#### DATA RECORDS

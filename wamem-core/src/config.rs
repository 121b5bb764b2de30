//! Arena layout and configuration.
//!
//! ```text
//! base                data                         data + window      base + reservation
//!  │ negative guard    │ data window                  │ trailing guard    │
//!  ├───────────────────┼──────────────────────────────┼───────────────────┤
//!  │ PROT_NONE         │ mode dependent               │ PROT_NONE         │
//! ```

use crate::error::{Result, VmError};
use crate::types::PAGE_SIZE;
use serde::{Deserialize, Serialize};
use std::path::Path;

const GIB: usize = 1024 * 1024 * 1024;

/// Size of one wasm page.
pub const WASM_PAGE_SIZE: usize = 64 * 1024;

/// Total size of every reservation: 10 GiB.
pub const RESERVATION_SIZE: usize = 10 * GIB;

/// Guard placed before the data window: 2 GiB.
pub const NEGATIVE_GUARD_SIZE: usize = 2 * GIB;

/// Size of the data window: one wasm page short of 4 GiB, the largest
/// buffer engines accept for an imported memory.
pub const DATA_WINDOW_SIZE: usize = WASM_PAGE_SIZE * (65536 - 1);

/// Default number of COW arenas a registry can track.
pub const DEFAULT_REGISTRY_CAPACITY: usize = 64;

/// Geometry of a reservation.
#[derive(Debug, Clone, Copy, PartialEq, Eq, Serialize, Deserialize)]
#[serde(default)]
pub struct Layout {
    /// Total reserved bytes.
    pub reservation_size: usize,
    /// Bytes between the reservation base and the data window.
    pub negative_guard_size: usize,
    /// Bytes in the data window.
    pub data_window_size: usize,
}

impl Default for Layout {
    fn default() -> Self {
        Self {
            reservation_size: RESERVATION_SIZE,
            negative_guard_size: NEGATIVE_GUARD_SIZE,
            data_window_size: DATA_WINDOW_SIZE,
        }
    }
}

impl Layout {
    /// Create a validated layout.
    pub fn new(
        reservation_size: usize,
        negative_guard_size: usize,
        data_window_size: usize,
    ) -> Result<Self> {
        let layout = Self {
            reservation_size,
            negative_guard_size,
            data_window_size,
        };
        layout.validate()?;
        Ok(layout)
    }

    /// A small layout (64 MiB reservation, 16 MiB guard, 32 MiB window) for
    /// tests and tools that create many arenas.
    #[must_use]
    pub fn compact() -> Self {
        Self {
            reservation_size: 64 * 1024 * 1024,
            negative_guard_size: 16 * 1024 * 1024,
            data_window_size: 32 * 1024 * 1024,
        }
    }

    /// Load a layout from a YAML file. Missing fields take their defaults.
    pub fn from_yaml_file(path: impl AsRef<Path>) -> Result<Self> {
        let path = path.as_ref();
        let text = std::fs::read_to_string(path).map_err(|e| VmError::ConfigLoad {
            path: path.to_path_buf(),
            cause: e.to_string(),
        })?;
        Self::from_yaml_str(&text).map_err(|e| match e {
            VmError::ConfigLoad { cause, .. } => VmError::ConfigLoad {
                path: path.to_path_buf(),
                cause,
            },
            other => other,
        })
    }

    /// Parse a layout from YAML text.
    pub fn from_yaml_str(text: &str) -> Result<Self> {
        let layout: Self = serde_yaml::from_str(text).map_err(|e| VmError::ConfigLoad {
            path: "<inline>".into(),
            cause: e.to_string(),
        })?;
        layout.validate()?;
        Ok(layout)
    }

    /// Check alignment and containment of the data window.
    pub fn validate(&self) -> Result<()> {
        let fields = [
            ("reservation_size", self.reservation_size),
            ("negative_guard_size", self.negative_guard_size),
            ("data_window_size", self.data_window_size),
        ];
        for (name, value) in fields {
            if value % PAGE_SIZE != 0 {
                return Err(VmError::InvalidLayout {
                    cause: format!("{name} {value} is not a multiple of {PAGE_SIZE}"),
                });
            }
        }

        if self.data_window_size == 0 {
            return Err(VmError::InvalidLayout {
                cause: "data_window_size must be non-zero".to_string(),
            });
        }

        let end = self
            .negative_guard_size
            .checked_add(self.data_window_size)
            .ok_or_else(|| VmError::InvalidLayout {
                cause: "negative guard plus data window overflows".to_string(),
            })?;
        if end > self.reservation_size {
            return Err(VmError::InvalidLayout {
                cause: format!(
                    "negative guard {} plus data window {} exceeds reservation {}",
                    self.negative_guard_size, self.data_window_size, self.reservation_size
                ),
            });
        }
        Ok(())
    }

    /// Bytes of trailing guard after the data window.
    #[must_use]
    pub fn trailing_guard_size(&self) -> usize {
        self.reservation_size - self.negative_guard_size - self.data_window_size
    }
}

/// Configuration for arena creation.
#[derive(Debug, Clone)]
pub struct ArenaConfig {
    /// Reservation geometry for guarded and COW arenas.
    pub layout: Layout,
    /// Pin the committed heap of guarded arenas in physical memory.
    pub lock_heap: bool,
    /// Slots in registries built from this configuration.
    pub registry_capacity: usize,
}

impl Default for ArenaConfig {
    fn default() -> Self {
        Self {
            layout: Layout::default(),
            lock_heap: false,
            registry_capacity: DEFAULT_REGISTRY_CAPACITY,
        }
    }
}

impl ArenaConfig {
    /// Configuration with the compact layout, for tests.
    pub fn compact() -> Self {
        Self::default().with_layout(Layout::compact())
    }

    /// Use a custom layout.
    pub fn with_layout(mut self, layout: Layout) -> Self {
        self.layout = layout;
        self
    }

    /// Pin the guarded heap after committing it.
    pub fn with_locked_heap(mut self, lock: bool) -> Self {
        self.lock_heap = lock;
        self
    }

    /// Set the COW registry capacity.
    pub fn with_registry_capacity(mut self, capacity: usize) -> Self {
        self.registry_capacity = capacity;
        self
    }
}

/// Round a requested simple-arena size to what will be usable.
///
/// Simple arenas are heap allocations and keep the exact size; this is
/// only used to report how many pages the request spans.
#[must_use]
pub fn pages_spanned(size: usize) -> usize {
    size.div_ceil(PAGE_SIZE)
}

#[cfg(test)]
mod tests {
    use super::*;

    #[test]
    fn default_layout_is_valid() {
        let layout = Layout::default();
        layout.validate().unwrap();
        assert_eq!(layout.data_window_size, 65535 * 65536);
        assert_eq!(
            layout.trailing_guard_size(),
            RESERVATION_SIZE - NEGATIVE_GUARD_SIZE - DATA_WINDOW_SIZE
        );
    }

    #[test]
    fn compact_layout_is_valid() {
        Layout::compact().validate().unwrap();
    }

    #[test]
    fn rejects_unaligned_fields() {
        let err = Layout::new(1 << 20, 100, 1 << 16).unwrap_err();
        assert_eq!(err.code(), "E003");
        assert!(err.to_string().contains("negative_guard_size"));
    }

    #[test]
    fn rejects_window_past_reservation() {
        let err = Layout::new(1 << 20, 1 << 19, 1 << 20).unwrap_err();
        assert!(err.to_string().contains("exceeds reservation"));
    }

    #[test]
    fn rejects_empty_window() {
        assert!(Layout::new(1 << 20, 0, 0).is_err());
    }

    #[test]
    fn yaml_fills_defaults() {
        let layout = Layout::from_yaml_str("data_window_size: 1048576\n").unwrap();
        assert_eq!(layout.data_window_size, 1 << 20);
        assert_eq!(layout.reservation_size, RESERVATION_SIZE);
    }

    #[test]
    fn yaml_errors_carry_path() {
        let dir = tempfile::tempdir().unwrap();
        let path = dir.path().join("layout.yaml");
        std::fs::write(&path, "reservation_size: [").unwrap();
        let err = Layout::from_yaml_file(&path).unwrap_err();
        assert_eq!(err.code(), "E301");
        assert!(err.to_string().contains("layout.yaml"));
    }

    #[test]
    fn config_builder() {
        let config = ArenaConfig::default()
            .with_layout(Layout::compact())
            .with_locked_heap(true)
            .with_registry_capacity(8);
        assert_eq!(config.layout, Layout::compact());
        assert!(config.lock_heap);
        assert_eq!(config.registry_capacity, 8);
        assert_eq!(
            ArenaConfig::default().registry_capacity,
            DEFAULT_REGISTRY_CAPACITY
        );
        assert_eq!(pages_spanned(1), 1);
        assert_eq!(pages_spanned(PAGE_SIZE + 1), 2);
    }
}
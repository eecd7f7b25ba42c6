//! `dashgate-auth`: permission catalog, operator profile and the RBAC predicate.
//!
//! This crate is intentionally decoupled from HTTP, storage and UI. Both the
//! gateway and the console depend on it for the one definition of "permitted".

pub mod authorize;
pub mod permissions;
pub mod roles;
pub mod routes;
pub mod user;

pub use authorize::{authorize, has_permission, AuthzError};
pub use permissions::Permission;
pub use roles::Role;
pub use routes::{RouteEntry, RouteMap};
pub use user::UserProfile;
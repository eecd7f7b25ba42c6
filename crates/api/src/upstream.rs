//! HTTP client for the upstream API.
//!
//! A completed HTTP exchange is always `Ok`, whatever its status. Only a
//! transport failure (nothing came back) is an `Err`; classifying 4xx/5xx is
//! the proxy's job.

use axum::body::Body;
use axum::http::{HeaderValue, Method, StatusCode};
use bytes::Bytes;
use reqwest::Url;
use serde_json::Value;
use thiserror::Error;

use crate::config::GatewayConfig;
use crate::credentials::Credential;

#[derive(Debug, Error)]
pub enum UpstreamError {
    /// No response was received (connect/DNS failure, timeout, broken body).
    #[error("upstream transport failure: {0}")]
    Transport(#[source] reqwest::Error),

    /// The request could not be built (bad path or URL).
    #[error("invalid upstream url: {0}")]
    InvalidUrl(#[from] url::ParseError),
}

/// Outbound request body.
pub enum UpstreamBody {
    Empty,
    /// Already-serialized JSON, forwarded byte for byte.
    Json(Bytes),
    /// Raw inbound body streamed through untouched.
    Stream {
        body: Body,
        content_type: Option<HeaderValue>,
    },
}

#[derive(Debug, Clone, PartialEq)]
pub struct UpstreamResponse {
    pub status: StatusCode,
    pub data: Value,
}

#[derive(Debug, Clone)]
pub struct UpstreamClient {
    http: reqwest::Client,
    /// Download client. No total deadline: a large file may take longer
    /// than any API call, so only connecting and each read are bounded.
    files: reqwest::Client,
    base_url: Url,
}

impl UpstreamClient {
    pub fn new(config: &GatewayConfig) -> Result<Self, reqwest::Error> {
        let http = reqwest::Client::builder()
            .timeout(config.upstream_timeout)
            .build()?;
        let files = reqwest::Client::builder()
            .connect_timeout(config.upstream_timeout)
            .read_timeout(config.upstream_timeout)
            .build()?;
        Ok(Self {
            http,
            files,
            base_url: config.upstream_base_url.clone(),
        })
    }

    /// Issue a call relative to the upstream base URL.
    ///
    /// `path` is relative (no leading `/`), `query` is forwarded verbatim.
    pub async fn call(
        &self,
        method: Method,
        path: &str,
        query: Option<&str>,
        body: UpstreamBody,
        credential: Option<&Credential>,
    ) -> Result<UpstreamResponse, UpstreamError> {
        let mut url = self.base_url.join(path.trim_start_matches('/'))?;
        url.set_query(query.filter(|q| !q.is_empty()));

        let mut request = self
            .http
            .request(method.clone(), url)
            .header(reqwest::header::ACCEPT, "application/json");

        if let Some(credential) = credential {
            request = request.bearer_auth(credential.expose());
        }

        request = match body {
            UpstreamBody::Empty => request,
            UpstreamBody::Json(bytes) => request
                .header(reqwest::header::CONTENT_TYPE, "application/json")
                .body(bytes),
            UpstreamBody::Stream { body, content_type } => {
                if let Some(content_type) = content_type {
                    request = request.header(reqwest::header::CONTENT_TYPE, content_type);
                }
                request.body(reqwest::Body::wrap_stream(body.into_data_stream()))
            }
        };

        let response = request.send().await.map_err(UpstreamError::Transport)?;
        let status = response.status();
        let bytes = response.bytes().await.map_err(UpstreamError::Transport)?;

        tracing::debug!(%method, path, status = status.as_u16(), "upstream responded");

        Ok(UpstreamResponse {
            status,
            data: decode_body(&bytes),
        })
    }

    /// Unauthenticated GET of an absolute URL, used for file downloads.
    pub async fn fetch(&self, url: Url) -> Result<reqwest::Response, UpstreamError> {
        self.files
            .get(url)
            .send()
            .await
            .map_err(UpstreamError::Transport)
    }
}

/// JSON when it parses, a JSON string when it does not, `null` when empty.
fn decode_body(bytes: &[u8]) -> Value {
    if bytes.iter().all(u8::is_ascii_whitespace) {
        return Value::Null;
    }
    serde_json::from_slice(bytes)
        .unwrap_or_else(|_| Value::String(String::from_utf8_lossy(bytes).into_owned()))
}
//! Session/user context.
//!
//! One explicit handle, cloned into the gate and the client. Reads are
//! lock-free snapshots; the subscriber list is only locked on publish and
//! subscribe.
//!
//! Lifecycle: empty → `sign_in` → `refresh`* → `sign_out` → empty. A refresh
//! that lands after sign-out is dropped, so a slow profile fetch can never
//! bring a logged-out operator back.

use std::sync::mpsc::{self, Receiver, RecvError, RecvTimeoutError, TryRecvError};
use std::sync::{Arc, Mutex};
use std::time::Duration;

use arc_swap::ArcSwapOption;
use chrono::{DateTime, Utc};

use dashgate_auth::UserProfile;

/// Snapshot of the signed-in operator.
#[derive(Debug, Clone, PartialEq)]
pub struct Session {
    pub user: UserProfile,
    pub signed_in_at: DateTime<Utc>,
    pub refreshed_at: DateTime<Utc>,
}

impl Session {
    fn start(user: UserProfile) -> Self {
        let now = Utc::now();
        Self {
            user,
            signed_in_at: now,
            refreshed_at: now,
        }
    }

    fn refreshed(&self, user: UserProfile) -> Self {
        Self {
            user,
            signed_in_at: self.signed_in_at,
            refreshed_at: Utc::now(),
        }
    }
}

#[derive(Debug, Clone, PartialEq)]
pub enum SessionEvent {
    SignedIn(Arc<Session>),
    Refreshed(Arc<Session>),
    SignedOut,
}

impl SessionEvent {
    /// The session in effect after this event.
    pub fn session(&self) -> Option<&Arc<Session>> {
        match self {
            SessionEvent::SignedIn(session) | SessionEvent::Refreshed(session) => Some(session),
            SessionEvent::SignedOut => None,
        }
    }
}

/// Receiving end of [`SessionContext::subscribe`].
#[derive(Debug)]
pub struct Subscription<M> {
    receiver: Receiver<M>,
}

impl<M> Subscription<M> {
    fn new(receiver: Receiver<M>) -> Self {
        Self { receiver }
    }

    /// Block until the next message is available.
    pub fn recv(&self) -> Result<M, RecvError> {
        self.receiver.recv()
    }

    pub fn try_recv(&self) -> Result<M, TryRecvError> {
        self.receiver.try_recv()
    }

    pub fn recv_timeout(&self, timeout: Duration) -> Result<M, RecvTimeoutError> {
        self.receiver.recv_timeout(timeout)
    }
}

#[derive(Debug, Default)]
struct Inner {
    current: ArcSwapOption<Session>,
    subscribers: Mutex<Vec<mpsc::Sender<SessionEvent>>>,
}

/// Cloneable handle to the operator's session.
#[derive(Debug, Clone, Default)]
pub struct SessionContext {
    inner: Arc<Inner>,
}

impl SessionContext {
    pub fn new() -> Self {
        Self::default()
    }

    pub fn current(&self) -> Option<Arc<Session>> {
        self.inner.current.load_full()
    }

    pub fn current_user(&self) -> Option<UserProfile> {
        self.current().map(|session| session.user.clone())
    }

    pub fn is_signed_in(&self) -> bool {
        self.inner.current.load().is_some()
    }

    /// Replace whatever was there with a fresh session for `user`.
    pub fn sign_in(&self, user: UserProfile) -> Arc<Session> {
        let session = Arc::new(Session::start(user));
        self.inner.current.store(Some(session.clone()));
        tracing::info!(user_id = %session.user.id, "operator signed in");
        self.publish(SessionEvent::SignedIn(session.clone()));
        session
    }

    /// Swap in an updated profile, keeping the sign-in time.
    ///
    /// Returns `None` (and changes nothing) when nobody is signed in.
    pub fn refresh(&self, user: UserProfile) -> Option<Arc<Session>> {
        let mut updated = None;
        self.inner.current.rcu(|current| {
            updated = current
                .as_ref()
                .map(|session| Arc::new(session.refreshed(user.clone())));
            updated.clone()
        });

        match updated {
            Some(session) => {
                tracing::debug!(user_id = %session.user.id, "operator profile refreshed");
                self.publish(SessionEvent::Refreshed(session.clone()));
                Some(session)
            }
            None => {
                tracing::debug!("profile refresh ignored: no active session");
                None
            }
        }
    }

    pub fn sign_out(&self) {
        if self.inner.current.swap(None).is_some() {
            tracing::info!("operator signed out");
        }
        self.publish(SessionEvent::SignedOut);
    }

    pub fn subscribe(&self) -> Subscription<SessionEvent> {
        let (tx, rx) = mpsc::channel();
        if let Ok(mut subs) = self.inner.subscribers.lock() {
            subs.push(tx);
        }
        Subscription::new(rx)
    }

    fn publish(&self, event: SessionEvent) {
        match self.inner.subscribers.lock() {
            // Drop dead subscribers while publishing.
            Ok(mut subs) => subs.retain(|tx| tx.send(event.clone()).is_ok()),
            Err(_) => tracing::error!("session subscriber list poisoned; event dropped"),
        }
    }
}
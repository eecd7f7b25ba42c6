//! Gateway configuration, read from the environment.
//!
//! | variable                | default                 |
//! |-------------------------|-------------------------|
//! | `UPSTREAM_BASE_URL`     | `http://localhost:4000` |
//! | `BIND_ADDR`             | `0.0.0.0:8080`          |
//! | `SESSION_COOKIE_NAME`   | `dashboard_session`     |
//! | `SESSION_COOKIE_SECURE` | `false`                 |
//! | `SESSION_TTL_SECS`      | `777600` (9 days)       |
//! | `UPSTREAM_TIMEOUT_SECS` | `30`                    |

use std::net::SocketAddr;
use std::time::Duration;

use reqwest::Url;
use thiserror::Error;

pub const DEFAULT_COOKIE_NAME: &str = "dashboard_session";
pub const DEFAULT_SESSION_TTL: Duration = Duration::from_secs(777_600);
pub const DEFAULT_UPSTREAM_TIMEOUT: Duration = Duration::from_secs(30);

#[derive(Debug, Error)]
pub enum ConfigError {
    #[error("{var} is not a valid URL: {source}")]
    InvalidUrl {
        var: &'static str,
        source: url::ParseError,
    },

    #[error("{var} has an invalid value '{value}'")]
    InvalidValue { var: &'static str, value: String },
}

#[derive(Debug, Clone)]
pub struct GatewayConfig {
    pub bind_addr: SocketAddr,
    /// Base URL of the upstream API. Always ends with `/` so relative joins keep its path.
    pub upstream_base_url: Url,
    pub upstream_timeout: Duration,
    pub cookie_name: String,
    pub cookie_secure: bool,
    pub session_ttl: Duration,
}

impl GatewayConfig {
    /// Config with defaults for everything except the upstream.
    pub fn new(upstream_base_url: Url) -> Self {
        Self {
            bind_addr: SocketAddr::from(([0, 0, 0, 0], 8080)),
            upstream_base_url: with_trailing_slash(upstream_base_url),
            upstream_timeout: DEFAULT_UPSTREAM_TIMEOUT,
            cookie_name: DEFAULT_COOKIE_NAME.to_string(),
            cookie_secure: false,
            session_ttl: DEFAULT_SESSION_TTL,
        }
    }

    pub fn from_env() -> Result<Self, ConfigError> {
        let base = std::env::var("UPSTREAM_BASE_URL").unwrap_or_else(|_| {
            tracing::warn!("UPSTREAM_BASE_URL not set; using http://localhost:4000");
            "http://localhost:4000".to_string()
        });
        let base = Url::parse(&base).map_err(|source| ConfigError::InvalidUrl {
            var: "UPSTREAM_BASE_URL",
            source,
        })?;

        let mut config = Self::new(base);

        if let Some(addr) = env_parsed::<SocketAddr>("BIND_ADDR")? {
            config.bind_addr = addr;
        }
        if let Ok(name) = std::env::var("SESSION_COOKIE_NAME") {
            config.cookie_name = validate_cookie_name(name)?;
        }
        if let Some(secure) = env_parsed::<bool>("SESSION_COOKIE_SECURE")? {
            config.cookie_secure = secure;
        }
        if let Some(secs) = env_parsed::<u64>("SESSION_TTL_SECS")? {
            config.session_ttl = Duration::from_secs(secs);
        }
        if let Some(secs) = env_parsed::<u64>("UPSTREAM_TIMEOUT_SECS")? {
            config.upstream_timeout = Duration::from_secs(secs);
        }

        Ok(config)
    }
}

fn env_parsed<T: std::str::FromStr>(var: &'static str) -> Result<Option<T>, ConfigError> {
    match std::env::var(var) {
        Ok(value) => value
            .trim()
            .parse::<T>()
            .map(Some)
            .map_err(|_| ConfigError::InvalidValue { var, value }),
        Err(_) => Ok(None),
    }
}

fn validate_cookie_name(name: String) -> Result<String, ConfigError> {
    let valid = !name.is_empty()
        && name
            .chars()
            .all(|c| c.is_ascii_alphanumeric() || matches!(c, '_' | '-' | '.'));
    if valid {
        Ok(name)
    } else {
        Err(ConfigError::InvalidValue {
            var: "SESSION_COOKIE_NAME",
            value: name,
        })
    }
}

fn with_trailing_slash(mut url: Url) -> Url {
    if !url.path().ends_with('/') {
        let path = format!("{}/", url.path());
        url.set_path(&path);
    }
    url
}
use anyhow::Context;

#[tokio::main]
async fn main() -> anyhow::Result<()> {
    dashgate_observability::init();

    let config = dashgate_api::GatewayConfig::from_env().context("invalid gateway configuration")?;
    let bind_addr = config.bind_addr;
    tracing::info!(upstream = %config.upstream_base_url, "starting gateway");

    let app = dashgate_api::build_app(config).context("failed to build upstream client")?;

    let listener = tokio::net::TcpListener::bind(bind_addr)
        .await
        .with_context(|| format!("failed to bind {bind_addr}"))?;

    tracing::info!("listening on {}", listener.local_addr()?);

    axum::serve(listener, app).await?;
    Ok(())
}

########

■ EXERCISE DIRECTIONS
Scan the material for "SessionContext" and copy the lines that hold it.

■ ANSWER SECTION
/// Receiving end of [`SessionContext::subscribe`].
pub struct SessionContext {
impl SessionContext {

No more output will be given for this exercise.